I shall manage,’ she said
sternly.

Their eyes met. He smiled. ‘Of
course.’ He lifted her to roof and watched as she carefully made
her way around the rent caused by Gargaron and on up steep slope of
roof. She crawled with her feet and one arm, her bad arm tucked
across her chest, her three healthy wings flapping to give her
buoyancy.

By the time she’d come to a stop
she were but a mere speck of a thing way up near the apex of
temple. She clung there, wind tugging at her, steadying herself
before looking about.

Gargaron watched her point at
something but could not hear her words, just a muted, distant sound
of her voice flurrying about on ragged wind gusts. He saw her point
to several positions, talking all the while.

Soon he watched her making her way
carefully back down.


I heard nothing,’ he called out
to her as she neared him. ‘What were you saying?’


I see a path,’ she claimed, ‘an
avenue.’ She pointed. ‘Our way out. Come.’

Gargaron hoisted her from roof’s
edge to Grimah’s saddle and he lead steed down the worn stone
stairs on Melai’s instructions. They reached another terrace which
circled the temple, and down another flight of steps. This took
them into what may once have been a garden filled with exotic flesh
eating plants that legends promised the Cahtu were so fond of.
Through these now barren gardens, Melai took them, claiming that if
she had seen correctly, their path would lead them to an avenue
that would lead them through the final stretch of
Varstahk.

Sure enough, through an archway
with downward poking spikes and guarded by a stone gargoyle with
half its torso crumbled away, they strolled out upon a wide paved
road that seemed to cut the city in two.
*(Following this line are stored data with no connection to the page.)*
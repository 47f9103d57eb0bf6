//! Mock stages and agents for testing.

use async_trait::async_trait;
use parking_lot::Mutex;

use crate::agent::{Agent, AgentError, AgentResponse};
use crate::context::{ContextRecord, StageInputs};
use crate::core::StageOutput;
use crate::stages::{Stage, StageSignature};

/// A stage that records the inputs it was handed and returns fixed fields.
#[derive(Debug)]
pub struct RecordingStage {
    name: String,
    signature: StageSignature,
    output: ContextRecord,
    inputs: Mutex<Vec<ContextRecord>>,
}

impl RecordingStage {
    /// Creates a recording stage returning `output`.
    ///
    /// The signature's outputs are the keys of `output`.
    #[must_use]
    pub fn new(name: impl Into<String>, signature: StageSignature, output: ContextRecord) -> Self {
        let outputs: Vec<String> = output.keys().cloned().collect();
        Self {
            name: name.into(),
            signature: signature.produces(outputs),
            output,
            inputs: Mutex::new(Vec::new()),
        }
    }

    /// Returns the inputs of every call, in order.
    #[must_use]
    pub fn recorded_inputs(&self) -> Vec<ContextRecord> {
        self.inputs.lock().clone()
    }

    /// Returns the number of calls.
    #[must_use]
    pub fn call_count(&self) -> usize {
        self.inputs.lock().len()
    }
}

#[async_trait]
impl Stage for RecordingStage {
    fn name(&self) -> &str {
        &self.name
    }

    fn signature(&self) -> &StageSignature {
        &self.signature
    }

    async fn execute(&self, inputs: StageInputs) -> StageOutput {
        self.inputs.lock().push(inputs.fields().clone());
        StageOutput::ok(self.output.clone())
    }
}

/// A stage that always fails.
#[derive(Debug)]
pub struct FailingStage {
    name: String,
    signature: StageSignature,
    error: String,
}

impl FailingStage {
    /// Creates a failing stage with an empty signature.
    #[must_use]
    pub fn new(name: impl Into<String>, error: impl Into<String>) -> Self {
        Self {
            name: name.into(),
            signature: StageSignature::new(),
            error: error.into(),
        }
    }
}

#[async_trait]
impl Stage for FailingStage {
    fn name(&self) -> &str {
        &self.name
    }

    fn signature(&self) -> &StageSignature {
        &self.signature
    }

    async fn execute(&self, _inputs: StageInputs) -> StageOutput {
        StageOutput::fail(&self.error)
    }
}

/// An agent that answers with fixed text and counts its calls.
#[derive(Debug)]
pub struct CountingAgent {
    text: String,
    prompts: Mutex<Vec<String>>,
}

impl CountingAgent {
    /// Creates an agent answering `text`.
    #[must_use]
    pub fn new(text: impl Into<String>) -> Self {
        Self {
            text: text.into(),
            prompts: Mutex::new(Vec::new()),
        }
    }

    /// Returns the number of runs.
    #[must_use]
    pub fn calls(&self) -> usize {
        self.prompts.lock().len()
    }

    /// Returns every prompt received, in order.
    #[must_use]
    pub fn prompts(&self) -> Vec<String> {
        self.prompts.lock().clone()
    }
}

#[async_trait]
impl Agent for CountingAgent {
    fn name(&self) -> &str {
        "counting_agent"
    }

    async fn run(&self, prompt: &str) -> Result<AgentResponse, AgentError> {
        self.prompts.lock().push(prompt.to_string());
        Ok(AgentResponse::text(self.text.clone()))
    }
}

/// An agent that always fails with a configuration error.
#[derive(Debug)]
pub struct FailingAgent {
    message: String,
}

impl FailingAgent {
    /// Creates an agent failing with `message`.
    #[must_use]
    pub fn new(message: impl Into<String>) -> Self {
        Self {
            message: message.into(),
        }
    }
}

#[async_trait]
impl Agent for FailingAgent {
    fn name(&self) -> &str {
        "failing_agent"
    }

    async fn run(&self, _prompt: &str) -> Result<AgentResponse, AgentError> {
        Err(AgentError::Configuration(self.message.clone()))
    }
}

#[cfg(test)]
mod tests {
    use super::*;

    #[tokio::test]
    async fn test_recording_stage() {
        let stage = RecordingStage::new(
            "record",
            StageSignature::new().requires(["a"]),
            ContextRecord::new().with("b", 2),
        );

        let output = stage
            .execute(StageInputs::new("record", ContextRecord::new().with("a", 1)))
            .await;

        assert!(output.is_success());
        assert_eq!(output.get("b"), Some(&serde_json::json!(2)));
        assert_eq!(stage.signature().outputs, vec!["b"]);
        assert_eq!(stage.call_count(), 1);
        assert_eq!(stage.recorded_inputs()[0].get_i64("a"), Some(1));
    }

    #[tokio::test]
    async fn test_failing_stage() {
        let stage = FailingStage::new("fail", "test error");
        let output = stage
            .execute(StageInputs::new("fail", ContextRecord::new()))
            .await;

        assert!(output.is_failure());
        assert_eq!(output.error.as_deref(), Some("test error"));
    }

    #[tokio::test]
    async fn test_counting_agent() {
        let agent = CountingAgent::new("done");
        let response = agent.run("first").await.unwrap();
        agent.run("second").await.unwrap();

        assert_eq!(response.text, "done");
        assert_eq!(agent.calls(), 2);
        assert_eq!(agent.prompts(), vec!["first", "second"]);
    }

    #[tokio::test]
    async fn test_failing_agent() {
        let err = FailingAgent::new("offline").run("hi").await.unwrap_err();
        assert_eq!(err.to_string(), "Agent configuration error: offline");
    }
}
Eastways, Melai claimed it
lead to a central square, to stone spires the Cahtu once hung their
war enemies from. And westways it lead to outer city gates. Gazing
in this direction Gargaron could now see distant forests beyond
city boundary, and, beyond that, rocky crags of limestone poking
into sky.


You have done well,’ Gargaron
said with a relieved and exhausted sigh. ‘You have done well
indeed, dear Melai.’

SKINKK

1

CLEAR passage out
of Varstahk however proved not such an inevitability. Half a mile
on, the avenue on which they walked, narrowed between a pair of
temples outside which stood immense stone sentinels in the likeness
of the Cahtu, standing tall and commanding, each with their dire
arm reaching almost to
earyth
, while their remaining arm
grasped a war hammer.

Yet, what Gargaron and Melai saw
lying there at their base stopped them in their tracks.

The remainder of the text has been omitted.